Records provided
━━━━━━

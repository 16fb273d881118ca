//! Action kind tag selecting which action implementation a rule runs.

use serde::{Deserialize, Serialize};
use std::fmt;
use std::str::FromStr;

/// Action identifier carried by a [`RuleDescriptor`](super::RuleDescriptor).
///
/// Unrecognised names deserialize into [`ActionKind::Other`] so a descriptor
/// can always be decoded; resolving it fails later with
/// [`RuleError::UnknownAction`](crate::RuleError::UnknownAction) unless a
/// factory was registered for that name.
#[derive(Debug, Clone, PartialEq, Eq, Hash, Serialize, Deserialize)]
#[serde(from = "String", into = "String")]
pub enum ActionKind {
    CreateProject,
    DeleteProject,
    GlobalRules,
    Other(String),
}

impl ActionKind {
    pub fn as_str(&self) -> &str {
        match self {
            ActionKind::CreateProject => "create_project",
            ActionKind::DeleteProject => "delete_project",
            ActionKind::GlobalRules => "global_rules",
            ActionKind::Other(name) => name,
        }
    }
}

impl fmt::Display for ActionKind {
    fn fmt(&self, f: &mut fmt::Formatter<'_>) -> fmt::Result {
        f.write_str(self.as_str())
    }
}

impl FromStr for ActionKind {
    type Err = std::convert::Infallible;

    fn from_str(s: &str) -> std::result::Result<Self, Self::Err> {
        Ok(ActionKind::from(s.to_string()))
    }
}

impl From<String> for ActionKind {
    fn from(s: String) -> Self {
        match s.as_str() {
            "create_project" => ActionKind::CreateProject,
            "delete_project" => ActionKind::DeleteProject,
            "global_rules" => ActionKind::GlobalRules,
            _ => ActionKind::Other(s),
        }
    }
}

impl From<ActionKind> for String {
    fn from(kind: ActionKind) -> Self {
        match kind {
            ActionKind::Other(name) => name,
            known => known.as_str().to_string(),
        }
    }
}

━━━━━━

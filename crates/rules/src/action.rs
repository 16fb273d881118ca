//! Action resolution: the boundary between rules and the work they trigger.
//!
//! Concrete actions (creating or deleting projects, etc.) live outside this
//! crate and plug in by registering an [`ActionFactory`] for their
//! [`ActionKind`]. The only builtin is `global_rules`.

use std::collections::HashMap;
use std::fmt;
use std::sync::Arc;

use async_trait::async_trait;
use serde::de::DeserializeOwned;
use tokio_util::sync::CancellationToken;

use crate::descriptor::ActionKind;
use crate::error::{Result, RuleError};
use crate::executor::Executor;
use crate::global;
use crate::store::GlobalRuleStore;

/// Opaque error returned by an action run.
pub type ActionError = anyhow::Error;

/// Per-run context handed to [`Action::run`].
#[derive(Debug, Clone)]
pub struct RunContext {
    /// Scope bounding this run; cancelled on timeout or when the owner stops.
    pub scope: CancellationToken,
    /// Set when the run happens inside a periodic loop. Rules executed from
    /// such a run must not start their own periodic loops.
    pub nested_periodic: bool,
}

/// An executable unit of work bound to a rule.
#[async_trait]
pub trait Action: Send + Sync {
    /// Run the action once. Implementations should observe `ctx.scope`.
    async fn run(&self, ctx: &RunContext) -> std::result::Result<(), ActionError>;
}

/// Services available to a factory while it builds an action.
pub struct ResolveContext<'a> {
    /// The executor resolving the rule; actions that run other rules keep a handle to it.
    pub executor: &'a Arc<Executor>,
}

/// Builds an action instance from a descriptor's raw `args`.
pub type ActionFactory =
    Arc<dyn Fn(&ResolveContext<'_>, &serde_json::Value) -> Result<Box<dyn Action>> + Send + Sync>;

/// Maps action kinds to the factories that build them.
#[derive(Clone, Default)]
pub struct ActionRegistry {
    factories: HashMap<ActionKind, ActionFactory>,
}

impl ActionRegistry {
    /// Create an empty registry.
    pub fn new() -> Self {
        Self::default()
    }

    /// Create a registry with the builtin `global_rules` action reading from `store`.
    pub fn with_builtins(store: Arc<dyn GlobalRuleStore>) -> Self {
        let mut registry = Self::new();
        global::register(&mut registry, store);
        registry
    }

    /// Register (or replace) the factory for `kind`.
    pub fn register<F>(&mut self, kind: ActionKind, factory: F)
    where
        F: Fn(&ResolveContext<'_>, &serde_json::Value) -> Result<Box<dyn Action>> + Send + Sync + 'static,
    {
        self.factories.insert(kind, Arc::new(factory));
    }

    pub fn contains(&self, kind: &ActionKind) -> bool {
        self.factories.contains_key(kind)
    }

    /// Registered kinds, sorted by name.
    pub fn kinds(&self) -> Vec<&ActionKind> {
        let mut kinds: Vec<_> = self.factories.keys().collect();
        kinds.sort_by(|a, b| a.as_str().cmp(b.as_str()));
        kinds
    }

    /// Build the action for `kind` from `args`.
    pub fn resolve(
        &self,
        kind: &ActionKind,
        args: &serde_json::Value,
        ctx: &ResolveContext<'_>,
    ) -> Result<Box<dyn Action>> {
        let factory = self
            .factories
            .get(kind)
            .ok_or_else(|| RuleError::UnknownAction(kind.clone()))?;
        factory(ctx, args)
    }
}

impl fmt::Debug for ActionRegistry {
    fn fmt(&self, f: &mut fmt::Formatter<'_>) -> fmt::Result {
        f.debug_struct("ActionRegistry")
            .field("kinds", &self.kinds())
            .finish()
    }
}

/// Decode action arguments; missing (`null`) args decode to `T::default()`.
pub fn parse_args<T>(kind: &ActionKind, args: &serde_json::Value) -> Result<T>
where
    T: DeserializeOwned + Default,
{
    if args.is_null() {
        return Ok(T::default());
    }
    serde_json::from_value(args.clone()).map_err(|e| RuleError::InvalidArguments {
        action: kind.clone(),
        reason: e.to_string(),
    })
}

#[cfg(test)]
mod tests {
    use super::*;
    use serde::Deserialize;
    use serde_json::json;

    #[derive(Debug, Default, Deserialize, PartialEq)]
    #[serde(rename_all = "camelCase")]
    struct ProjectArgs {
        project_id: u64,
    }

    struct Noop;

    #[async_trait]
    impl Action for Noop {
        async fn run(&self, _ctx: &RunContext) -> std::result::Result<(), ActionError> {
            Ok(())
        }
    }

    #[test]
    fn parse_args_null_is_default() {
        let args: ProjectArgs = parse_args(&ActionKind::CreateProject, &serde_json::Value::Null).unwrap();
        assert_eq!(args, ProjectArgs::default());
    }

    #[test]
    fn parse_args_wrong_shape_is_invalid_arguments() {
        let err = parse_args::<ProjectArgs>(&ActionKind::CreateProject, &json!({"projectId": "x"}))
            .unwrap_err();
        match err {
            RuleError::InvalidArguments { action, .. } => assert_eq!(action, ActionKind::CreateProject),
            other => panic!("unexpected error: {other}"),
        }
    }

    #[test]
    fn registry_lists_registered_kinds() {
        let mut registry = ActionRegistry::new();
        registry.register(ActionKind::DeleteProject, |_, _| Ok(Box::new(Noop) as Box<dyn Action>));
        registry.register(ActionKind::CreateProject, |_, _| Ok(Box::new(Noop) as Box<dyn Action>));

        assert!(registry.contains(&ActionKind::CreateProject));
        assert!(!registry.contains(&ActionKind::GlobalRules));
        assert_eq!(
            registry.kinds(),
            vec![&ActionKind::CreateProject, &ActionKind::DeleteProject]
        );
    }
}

━━━━━━

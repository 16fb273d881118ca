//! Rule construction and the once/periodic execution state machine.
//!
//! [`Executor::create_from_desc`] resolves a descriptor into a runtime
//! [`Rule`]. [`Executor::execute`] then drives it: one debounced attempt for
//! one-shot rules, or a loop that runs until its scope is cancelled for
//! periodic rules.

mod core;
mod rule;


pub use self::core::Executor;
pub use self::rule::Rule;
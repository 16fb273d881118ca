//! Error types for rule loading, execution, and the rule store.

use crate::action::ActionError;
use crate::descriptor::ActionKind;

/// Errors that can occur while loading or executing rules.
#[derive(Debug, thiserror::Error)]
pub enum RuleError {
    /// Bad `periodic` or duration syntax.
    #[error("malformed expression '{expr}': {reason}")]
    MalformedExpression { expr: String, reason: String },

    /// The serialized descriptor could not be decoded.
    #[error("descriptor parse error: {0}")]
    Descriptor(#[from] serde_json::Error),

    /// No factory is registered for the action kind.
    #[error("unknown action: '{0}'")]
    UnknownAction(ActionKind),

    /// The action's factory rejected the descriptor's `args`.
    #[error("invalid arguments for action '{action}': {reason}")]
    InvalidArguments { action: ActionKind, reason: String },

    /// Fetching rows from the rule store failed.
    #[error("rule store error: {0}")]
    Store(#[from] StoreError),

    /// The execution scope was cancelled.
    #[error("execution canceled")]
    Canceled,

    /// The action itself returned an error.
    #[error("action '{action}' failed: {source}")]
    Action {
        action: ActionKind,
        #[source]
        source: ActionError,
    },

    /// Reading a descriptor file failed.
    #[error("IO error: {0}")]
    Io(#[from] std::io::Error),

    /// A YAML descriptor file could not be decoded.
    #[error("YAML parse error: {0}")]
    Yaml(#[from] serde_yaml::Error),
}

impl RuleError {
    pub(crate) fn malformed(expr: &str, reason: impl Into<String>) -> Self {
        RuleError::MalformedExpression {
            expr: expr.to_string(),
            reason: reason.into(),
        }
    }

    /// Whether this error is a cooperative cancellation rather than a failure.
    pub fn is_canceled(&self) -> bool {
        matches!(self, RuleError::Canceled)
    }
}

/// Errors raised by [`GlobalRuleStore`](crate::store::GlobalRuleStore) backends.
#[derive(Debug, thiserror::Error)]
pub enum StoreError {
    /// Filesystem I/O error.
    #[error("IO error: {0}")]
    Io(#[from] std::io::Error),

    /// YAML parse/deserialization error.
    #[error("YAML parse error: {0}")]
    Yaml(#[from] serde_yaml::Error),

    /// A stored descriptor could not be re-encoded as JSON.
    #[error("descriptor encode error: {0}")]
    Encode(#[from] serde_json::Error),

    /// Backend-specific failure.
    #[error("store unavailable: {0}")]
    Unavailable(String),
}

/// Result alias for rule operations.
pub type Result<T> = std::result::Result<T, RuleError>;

━━━━━━

Exercise brief
If a line of the material contains the word "actions", pick it out and copy it.

Completed task
//! Concrete actions (creating or deleting projects, etc.) live outside this
    /// The executor resolving the rule; actions that run other rules keep a handle to it.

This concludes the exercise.